У Серафима с пяти был всегда часовой перерыв в работе. И они с Синельниковым гоняли в шахматы, судачили, пили кофе. Но на этот раз старпом возвратился скоро, взвинченно прошелся по рубке. «Узнал», — догадался я.
— Да как он посмел! Я ему голову сверну! — сразу сорвавшись на крик, загремел Синельников. — А ну, позови!
Он принял у меня руль, а я покатился по трапам на самую нижнюю палубу. Дверь каюты боцмана была приоткрыта. Я откинул крючок, растворил ее пошире, чтоб свет упал на койку, и увидел, как, страдальчески щурясь, поднялась над койкой патлатая рыжая голова Палагина.
— Вставайте, граф, вас ждут великие дела…
Конечно, боцман припомнит мне этого «графа» и поднимет меня с койки сразу после завтрака. Но что делать? И не приди я, все равно поднимет. Зато мне сейчас доставляет удовольствие видеть, как он нехотя вылезает из нагретой постели. Пусть почувствует, каково другим.
Боцман, чертыхаясь, сбросил одеяло, потянулся за свитером. Голая спина его была широка, как доска трала. Эти доски, окованные железом, тяжелы и долговечны, их ничто не проймет. А вот мне чуть попозже Палагин даст прикурить. Может, самое укромное местечко на корабле драить заставит.
— Не торчи над душой, — рявкнул боцман. — Скажи, сейчас буду.
Ожидая Палагина, Синельников две папиросы уничтожил, и если б не боязнь подорвать свой авторитет, погнал бы меня снова. Но вот появился боцман — красное солнышко. Покуривая в кулак, прислонился к переборке. Старпом отвернулся к окну, не оборачиваясь, бросил:
— Тебе что, напомнить о твоих правах, чтоб не зарывался?

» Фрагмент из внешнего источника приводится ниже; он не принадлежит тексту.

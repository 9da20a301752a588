//! 相关系数 (配对公式)

use serde::{Deserialize, Serialize};

use super::{finite_values, require_at_least, CoMoments};
use crate::hub::{PairIndicator, PairWindow};
use crate::series::{value_or_nan, Reusable, Series, Timestamp};
use crate::Result;

#[derive(Debug, Clone, Copy, PartialEq, Serialize, Deserialize)]
pub struct CorrResult {
    pub timestamp: Timestamp,
    pub variance_a: Option<f64>,
    pub variance_b: Option<f64>,
    pub covariance: Option<f64>,
    pub correlation: Option<f64>,
    pub r_squared: Option<f64>,
}

impl Series for CorrResult {
    fn timestamp(&self) -> Timestamp {
        self.timestamp
    }
}

impl Reusable for CorrResult {
    fn value(&self) -> f64 {
        value_or_nan(self.correlation)
    }
}

#[derive(Debug, Clone, Copy)]
pub struct Correlation {
    period: usize,
}

impl Correlation {
    pub fn new(period: usize) -> Result<Self> {
        require_at_least("CORR", "period", period, 2)?;
        Ok(Self { period })
    }
}

impl<I: Reusable + 'static> PairIndicator<I> for Correlation {
    type Output = CorrResult;
    type State = ();

    fn name(&self) -> String {
        format!("CORR({})", self.period)
    }

    fn lookback(&self) -> usize {
        self.period
    }

    fn compute(&self, window: &PairWindow<'_, I, CorrResult>, _prev: Option<&()>, index: usize) -> Result<(CorrResult, ())> {
        let mut result = CorrResult {
            timestamp: window.input(index)?.0.timestamp(),
            variance_a: None,
            variance_b: None,
            covariance: None,
            correlation: None,
            r_squared: None,
        };

        let values = window
            .trailing(index, self.period)
            .and_then(|(a, b)| Some((finite_values(a)?, finite_values(b)?)));

        if let Some((a, b)) = values {
            let moments = CoMoments::from_pairs(a.into_iter().zip(b));
            let (var_a, var_b, cov) = (moments.a.variance(), moments.b.variance(), moments.covariance());

            result.variance_a = Some(var_a);
            result.variance_b = Some(var_b);
            result.covariance = Some(cov);

            let divisor = (var_a * var_b).sqrt();
            if divisor != 0.0 {
                let correlation = cov / divisor;
                result.correlation = Some(correlation);
                result.r_squared = Some(correlation * correlation);
            }
        }
        Ok((result, ()))
    }
}

#[cfg(test)]
mod tests {
    use super::*;
    use crate::batch;
    use crate::testing::{assert_close, values};

    #[test]
    fn test_perfect_correlation() {
        let a = values(&[1.0, 2.0, 3.0, 4.0]);
        let b = values(&[2.0, 4.0, 6.0, 8.0]);
        let results = batch::compute_pair(&Correlation::new(3).unwrap(), &a, &b).unwrap();

        assert_eq!(results[1].correlation, None);
        assert_close(results[2].correlation, Some(1.0));
        assert_close(results[3].r_squared, Some(1.0));
    }

    #[test]
    fn test_inverse_and_flat() {
        let a = values(&[1.0, 2.0, 3.0]);
        let b = values(&[3.0, 2.0, 1.0]);
        let results = batch::compute_pair(&Correlation::new(3).unwrap(), &a, &b).unwrap();
        assert_close(results[2].correlation, Some(-1.0));

        let flat = values(&[5.0, 5.0, 5.0]);
        let results = batch::compute_pair(&Correlation::new(3).unwrap(), &a, &flat).unwrap();
        assert_close(results[2].variance_b, Some(0.0));
        assert_eq!(results[2].correlation, None);
    }
}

Боцман не удостоил старпома ответом.
— Ну, язык проглотил?
Палагин кашлянул в кулак, глухо выдавил:
— Раз на море, значит, все должны законы соблюдать, баба или мужик.
Старпом так и взвился.
— Видали — законник нашелся! А если б с нею случилось что? У тебя на плечах голова или кухтыль? — он стремительно прошелся по рубке из конца в конец.
— Так ведь не случилось. И какого черта шум поднимать?
Огонек старпомовской папиросы еще раз прочертил черноту рубки.
— Откуда в тебе такая жестокость? Ведь женщина перед тобой. Понимаешь, жен-щи-на.
— В другой раз у вас спрошу, кого майнать, когда ваша Лидка опять борт разрисует, — в голосе боцмана слышалась издевка.
— Не важно, моя она или чья. Я хочу вдолбить тебе, что нельзя же таким чурбаном быть. Объявляю тебе строгача.
Боцман отмахнулся:
— Выговор не туберкулез, с ним жить можно.
— Заруби на носу: еще какой-нибудь номер выкинешь, сразу же загремишь с «Чукотки».
— Ежели хотите кому жизнь облегчить, так и скажите, знать буду. А с «Чукотки» я не уйду.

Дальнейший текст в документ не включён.